Test your mobile UX design with Contentsquare

Contentsquare’s tools let you see exactly how mobile visitors interact with your site so you can test and iterate your design. 

9 ways to improve UX design for mobile devices

Mobile user experience (UX) design is the process of building a website that’s easy and enjoyable to use on a mobile device. It’s an important subsection of UX design because 57% of the time people spend browsing the internet is on a mobile device.

While the same basic UX design principles apply to mobile and desktop sites, visitors may interact differently when browsing desktop and mobile. 

Because the way your customers use your mobile and desktop sites varies, you need to test and fine-tune them separately—but it’s worth it. Here’s why:

  • Every touchpoint matters: Your desktop site, mobile site, product, and marketing efforts must work well (and together) to increase engagement and conversions. Bonus: satisfied customers reveal user preferences you can use to improve UX.

  • You can make (or lose) a sale on your mobile site, too: A positive website experience encourages visitors to stick around and make a purchase—no matter the device. Improving your mobile UX design is a vital part of optimizing conversions.

  • Mobile UX is an opportunity to delight customers: Exceeding customer expectations establishes an emotional connection that increases loyalty and word-of-mouth recommendations.

Now that you know why mobile UX design matters, let’s dive into techniques to optimize it.

1. Identify what drives mobile visits

Drivers are why and how visitors make it to your site. The path people take to get to your site and what they want to do can vary between desktop and mobile, so you need to design your mobile site to put relevant information front and center.

Here are a few ways to identify what drives mobile visitors:

  • Use Customer Journey Analysis to identify your most popular landing pages for mobile visits and prioritize UX improvements there

  • Watch Session Replays—real-time playbacks of visitor interactions—to learn how users move through your site and what content or pages they look at

  • Test a ‘Start here’ page or prominent buttons for page categories and review what’s most popular with mobile visitors

[Visual] Session replay & rage clicks

Mobile session replays let you capture specific behaviors like checkout completions or contact form submissions

💡 Pro tip: use mobile UX-friendly surveys to learn more about your customers. 

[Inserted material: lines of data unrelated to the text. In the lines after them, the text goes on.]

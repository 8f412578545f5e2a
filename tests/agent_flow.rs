//! Agent flow tests without an API server
//!
//! Watch events go through the real translator and reflector cache, keys go
//! through the real queue, and reconciles run against an in-memory cluster
//! that enforces resource versions like the API server does.

use std::collections::BTreeMap;
use std::sync::Arc;
use std::time::Duration;

use async_trait::async_trait;
use ipnet::Ipv4Net;
use k8s_openapi::api::core::v1::Node;
use k8s_openapi::apimachinery::pkg::apis::meta::v1::ObjectMeta;
use kube::runtime::watcher::Event;
use kube::ResourceExt;
use parking_lot::Mutex;
use tempfile::TempDir;

use tenantcni::bootstrap::{prepare_ipam, NodeIdentity};
use tenantcni::config::{ControllerConfig, NodeStoreConfig};
use tenantcni::controller::{
    reconcile, ClusterApi, Context, EventTranslator, ReconcileOutcome, TenantLister,
};
use tenantcni::crd::{Tenant, TenantKey, TenantSpec, TenantStatus};
use tenantcni::queue::ReconcileQueue;
use tenantcni::retry::BackoffConfig;
use tenantcni::Error;

const NODE: &str = "worker-1";

// =============================================================================
// In-memory cluster
// =============================================================================

#[derive(Default)]
struct MemoryCluster {
    node: Mutex<Node>,
    statuses: Mutex<BTreeMap<String, BTreeMap<String, String>>>,
}

impl MemoryCluster {
    fn new() -> Self {
        let cluster = Self::default();
        *cluster.node.lock() = Node {
            metadata: ObjectMeta {
                name: Some(NODE.to_string()),
                resource_version: Some("1".to_string()),
                ..Default::default()
            },
            ..Default::default()
        };
        cluster
    }

    fn labels(&self) -> BTreeMap<String, String> {
        self.node.lock().metadata.labels.clone().unwrap_or_default()
    }

    fn status_of(&self, tenant: &str) -> BTreeMap<String, String> {
        self.statuses
            .lock()
            .get(tenant)
            .cloned()
            .unwrap_or_default()
    }
}

#[async_trait]
impl ClusterApi for MemoryCluster {
    async fn get_node(&self, _name: &str) -> Result<Node, Error> {
        Ok(self.node.lock().clone())
    }

    async fn replace_node(&self, node: &Node) -> Result<Node, Error> {
        let mut current = self.node.lock();
        if current.metadata.resource_version != node.metadata.resource_version {
            return Err(Error::VersionConflict {
                kind: "Node",
                name: node.name_any(),
            });
        }
        let next: u64 = current
            .metadata
            .resource_version
            .as_deref()
            .and_then(|v| v.parse().ok())
            .unwrap_or(0)
            + 1;
        let mut updated = node.clone();
        updated.metadata.resource_version = Some(next.to_string());
        *current = updated.clone();
        Ok(updated)
    }

    async fn patch_tenant_allocation(
        &self,
        tenant: &Tenant,
        node: &str,
        subnet: Option<Ipv4Net>,
    ) -> Result<(), Error> {
        let mut statuses = self.statuses.lock();
        let entry = statuses.entry(TenantKey::of(tenant).to_string()).or_default();
        match subnet {
            Some(subnet) => entry.insert(node.to_string(), subnet.to_string()),
            None => entry.remove(node),
        };
        Ok(())
    }
}

// =============================================================================
// Harness
// =============================================================================

struct Agent {
    translator: EventTranslator,
    queue: ReconcileQueue<TenantKey>,
    ctx: Context,
    cluster: Arc<MemoryCluster>,
}

impl Agent {
    fn start(dir: &TempDir) -> Self {
        let identity = NodeIdentity {
            name: NODE.to_string(),
            ip: "192.168.1.10".parse().unwrap(),
            cidr: "10.244.0.0/22".parse().unwrap(),
        };
        let ipam = prepare_ipam(&NodeStoreConfig::new(dir.path()), &identity, 24).unwrap();

        let (translator, store) = EventTranslator::new();
        let cluster = Arc::new(MemoryCluster::new());
        let config = ControllerConfig::new(NODE);
        let ctx = Context::new(
            &config,
            ipam,
            Arc::new(store) as Arc<dyn TenantLister>,
            cluster.clone(),
        );
        Self {
            translator,
            queue: ReconcileQueue::new(BackoffConfig::default()),
            ctx,
            cluster,
        }
    }

    fn observe(&mut self, event: Event<Tenant>) {
        for change in self.translator.translate(event) {
            self.queue.add(change.key());
        }
    }

    /// Reconcile every queued key once
    async fn drain(&self) -> Vec<(TenantKey, ReconcileOutcome)> {
        let mut outcomes = Vec::new();
        while !self.queue.is_empty() {
            let item = tokio::time::timeout(Duration::from_secs(1), self.queue.get())
                .await
                .unwrap()
                .unwrap();
            let key = item.key().clone();
            let outcome = reconcile(&key, &self.ctx).await.unwrap();
            item.finish();
            outcomes.push((key, outcome));
        }
        outcomes
    }
}

fn tenant(name: &str, version: &str, nodes: &[&str]) -> Tenant {
    tenant_in("default", name, version, nodes)
}

fn tenant_in(namespace: &str, name: &str, version: &str, nodes: &[&str]) -> Tenant {
    let mut t = Tenant::new(name, TenantSpec::with_nodes(nodes.iter().copied()));
    t.metadata.namespace = Some(namespace.to_string());
    t.metadata.resource_version = Some(version.to_string());
    t
}

fn net(s: &str) -> Ipv4Net {
    s.parse().unwrap()
}

// =============================================================================
// Tests
// =============================================================================

#[tokio::test]
async fn initial_list_allocates_member_tenants_only() {
    let dir = TempDir::new().unwrap();
    let mut agent = Agent::start(&dir);

    agent.observe(Event::Init);
    agent.observe(Event::InitApply(tenant("blue", "1", &[NODE, "worker-2"])));
    agent.observe(Event::InitApply(tenant("red", "2", &["worker-2"])));
    agent.observe(Event::InitApply(tenant("green", "3", &[NODE])));
    agent.observe(Event::InitDone);

    let outcomes: BTreeMap<_, _> = agent
        .drain()
        .await
        .into_iter()
        .map(|(k, o)| (k.name().to_string(), o))
        .collect();

    assert_eq!(outcomes["blue"], ReconcileOutcome::Allocated(net("10.244.0.0/24")));
    assert_eq!(outcomes["green"], ReconcileOutcome::Allocated(net("10.244.1.0/24")));
    assert_eq!(outcomes["red"], ReconcileOutcome::Skipped);

    let labels = agent.cluster.labels();
    assert_eq!(labels.len(), 2);
    assert_eq!(labels["jovik31.dev.tenantcni.blue"], "Enabled");
    assert_eq!(
        agent.cluster.status_of("default/blue").get(NODE).map(String::as_str),
        Some("10.244.0.0/24")
    );
}

#[tokio::test]
async fn membership_change_releases_and_second_pass_is_a_no_op() {
    let dir = TempDir::new().unwrap();
    let mut agent = Agent::start(&dir);

    agent.observe(Event::Apply(tenant("blue", "1", &[NODE])));
    agent.drain().await;
    assert!(agent.ctx.ipam.lookup("default/blue").is_ok());

    // The cached copy carries the status this agent wrote earlier
    let mut shrunk = tenant("blue", "2", &["worker-2"]);
    shrunk.status = Some(TenantStatus {
        allocations: agent.cluster.status_of("default/blue"),
    });
    agent.observe(Event::Apply(shrunk));
    let outcomes = agent.drain().await;
    assert_eq!(
        outcomes[0].1,
        ReconcileOutcome::Released(net("10.244.0.0/24"))
    );
    assert!(agent.cluster.labels().is_empty());
    assert!(agent.cluster.status_of("default/blue").is_empty());

    let node_version = agent.cluster.node.lock().metadata.resource_version.clone();
    agent.queue.add(TenantKey::new("default", "blue"));
    let outcomes = agent.drain().await;
    assert_eq!(outcomes[0].1, ReconcileOutcome::Skipped);
    assert_eq!(
        agent.cluster.node.lock().metadata.resource_version,
        node_version
    );
}

#[tokio::test]
async fn deletion_missed_during_disconnect_is_caught_on_relist() {
    let dir = TempDir::new().unwrap();
    let mut agent = Agent::start(&dir);

    agent.observe(Event::Apply(tenant("blue", "1", &[NODE])));
    agent.observe(Event::Apply(tenant("red", "2", &[NODE])));
    agent.drain().await;
    assert_eq!(agent.ctx.ipam.available(), 2);

    // Watch reconnects; red vanished meanwhile
    agent.observe(Event::Init);
    agent.observe(Event::InitApply(tenant("blue", "1", &[NODE])));
    agent.observe(Event::InitDone);
    let outcomes = agent.drain().await;

    assert_eq!(outcomes.len(), 1);
    assert_eq!(outcomes[0].0, TenantKey::new("default", "red"));
    assert_eq!(
        outcomes[0].1,
        ReconcileOutcome::Released(net("10.244.1.0/24"))
    );
    assert_eq!(agent.ctx.ipam.available(), 3);
    assert!(!agent.cluster.labels().contains_key("jovik31.dev.tenantcni.red"));
}

#[tokio::test]
async fn allocations_survive_an_agent_restart() {
    let dir = TempDir::new().unwrap();

    let mut agent = Agent::start(&dir);
    agent.observe(Event::Apply(tenant("blue", "1", &[NODE])));
    agent.observe(Event::Apply(tenant("red", "2", &[NODE])));
    agent.drain().await;
    let before = agent.ctx.ipam.snapshot();
    drop(agent);

    // A restarted agent relists red first; it must keep its old subnet
    let mut agent = Agent::start(&dir);
    agent.observe(Event::Init);
    agent.observe(Event::InitApply(tenant("red", "2", &[NODE])));
    agent.observe(Event::InitApply(tenant("blue", "1", &[NODE])));
    agent.observe(Event::InitDone);
    agent.drain().await;

    assert_eq!(agent.ctx.ipam.snapshot(), before);
}

#[tokio::test]
async fn exhausted_pool_fails_only_the_tenant_that_does_not_fit() {
    let dir = TempDir::new().unwrap();
    let mut agent = Agent::start(&dir);

    for (i, name) in ["a", "b", "c", "d"].iter().enumerate() {
        agent.observe(Event::Apply(tenant(name, &i.to_string(), &[NODE])));
    }
    agent.drain().await;

    let key = TenantKey::new("default", "e");
    agent.observe(Event::Apply(tenant("e", "9", &[NODE])));
    let item = agent.queue.get().await.unwrap();
    let err = reconcile(item.key(), &agent.ctx).await.unwrap_err();
    assert!(matches!(err, Error::PoolExhausted { .. }));
    assert!(!err.is_retryable());
    item.finish();

    // Freeing a subnet lets the next pass for e succeed
    agent.observe(Event::Delete(tenant("a", "10", &[NODE])));
    agent.queue.add(key);
    let outcomes: BTreeMap<_, _> = agent
        .drain()
        .await
        .into_iter()
        .map(|(k, o)| (k.name().to_string(), o))
        .collect();
    assert_eq!(outcomes["a"], ReconcileOutcome::Released(net("10.244.0.0/24")));
    assert_eq!(outcomes["e"], ReconcileOutcome::Allocated(net("10.244.0.0/24")));
}

#[tokio::test]
async fn same_name_in_another_namespace_cannot_take_or_free_the_subnet() {
    let dir = TempDir::new().unwrap();
    let mut agent = Agent::start(&dir);

    agent.observe(Event::Apply(tenant_in("team-a", "blue", "1", &[NODE])));
    agent.drain().await;

    let team_b = TenantKey::new("team-b", "blue");
    agent.observe(Event::Apply(tenant_in("team-b", "blue", "2", &[NODE])));
    let item = agent.queue.get().await.unwrap();
    let err = reconcile(item.key(), &agent.ctx).await.unwrap_err();
    assert!(matches!(err, Error::Conflict { .. }));
    item.finish();

    // Deleting team-b must leave team-a's subnet and label in place
    agent.observe(Event::Delete(tenant_in("team-b", "blue", "3", &[NODE])));
    let outcomes = agent.drain().await;
    assert_eq!(outcomes, vec![(team_b, ReconcileOutcome::Skipped)]);

    let record = agent.ctx.ipam.snapshot();
    assert_eq!(record.allocations.len(), 1);
    assert_eq!(record.allocations["team-a/blue"], net("10.244.0.0/24"));
    assert_eq!(agent.cluster.labels()["jovik31.dev.tenantcni.blue"], "Enabled");
    assert!(agent.cluster.status_of("team-b/blue").is_empty());
}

Surveys let you hear directly from customers to find ways to improve your UX design, but if you aren't careful, your on-page mobile survey can sabotage the experience you want to improve.

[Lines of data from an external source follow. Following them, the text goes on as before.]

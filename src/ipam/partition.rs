//! Subnet partitioning
//!
//! Pure functions: the same block and prefix always produce the same ordered
//! list, so a restarted agent agrees with the pool it persisted earlier.

use ipnet::{IpNet, Ipv4Net};

use crate::{Error, Result};

/// Parse an IPv4 CIDR block, normalising away host bits.
///
/// `10.244.1.7/16` becomes `10.244.0.0/16`. IPv6 blocks are rejected.
pub fn parse_cidr(value: &str) -> Result<Ipv4Net> {
    let net: IpNet = value
        .trim()
        .parse()
        .map_err(|e| Error::invalid_cidr(value, format!("{e}")))?;
    match net {
        IpNet::V4(v4) => Ok(v4.trunc()),
        IpNet::V6(_) => Err(Error::invalid_cidr(value, "only IPv4 blocks are supported")),
    }
}

/// Split `block` into every `/prefix_len` subnet it contains, lowest base
/// address first.
///
/// When `prefix_len` equals the block's own prefix the block itself is the
/// only element.
///
/// # Errors
///
/// [`Error::InvalidPrefix`] if `prefix_len` is shorter than the block's
/// prefix or longer than 32.
pub fn partition(block: Ipv4Net, prefix_len: u8) -> Result<Vec<Ipv4Net>> {
    let block = block.trunc();
    block
        .subnets(prefix_len)
        .map(|subnets| subnets.collect())
        .map_err(|_| Error::InvalidPrefix {
            block: block.to_string(),
            prefix_len,
        })
}

/// Number of `/prefix_len` subnets in `block`, without materialising them.
pub fn subnet_count(block: Ipv4Net, prefix_len: u8) -> Result<u64> {
    if prefix_len < block.prefix_len() || prefix_len > block.max_prefix_len() {
        return Err(Error::InvalidPrefix {
            block: block.trunc().to_string(),
            prefix_len,
        });
    }
    Ok(1u64 << (prefix_len - block.prefix_len()))
}
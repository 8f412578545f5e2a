//! Custom Resource Definitions for the tenant CNI
//!
//! This module contains the Tenant CRD watched by the node agent.

mod tenant;

pub use tenant::{Tenant, TenantKey, TenantNode, TenantSpec, TenantStatus};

Here are a few ways to use surveys without ignoring mobile UX design principles:

  • Use embedded surveys that exist on your mobile page instead of a pop-up that covers your user’s entire screen 

  • Send a survey to customers via email that asks about their experience with your mobile website

  • If you do use a pop-up survey, test the design across devices to make sure the ‘X’ button is noticeable and easy to use

2. Remove barriers to engagement and conversion 

A barrier is anything that causes mobile visitors to leave, like a button that doesn’t work or missing information. These screeching halt moments affect the current visitor session and leave a lasting impression that keeps potential customers from returning.  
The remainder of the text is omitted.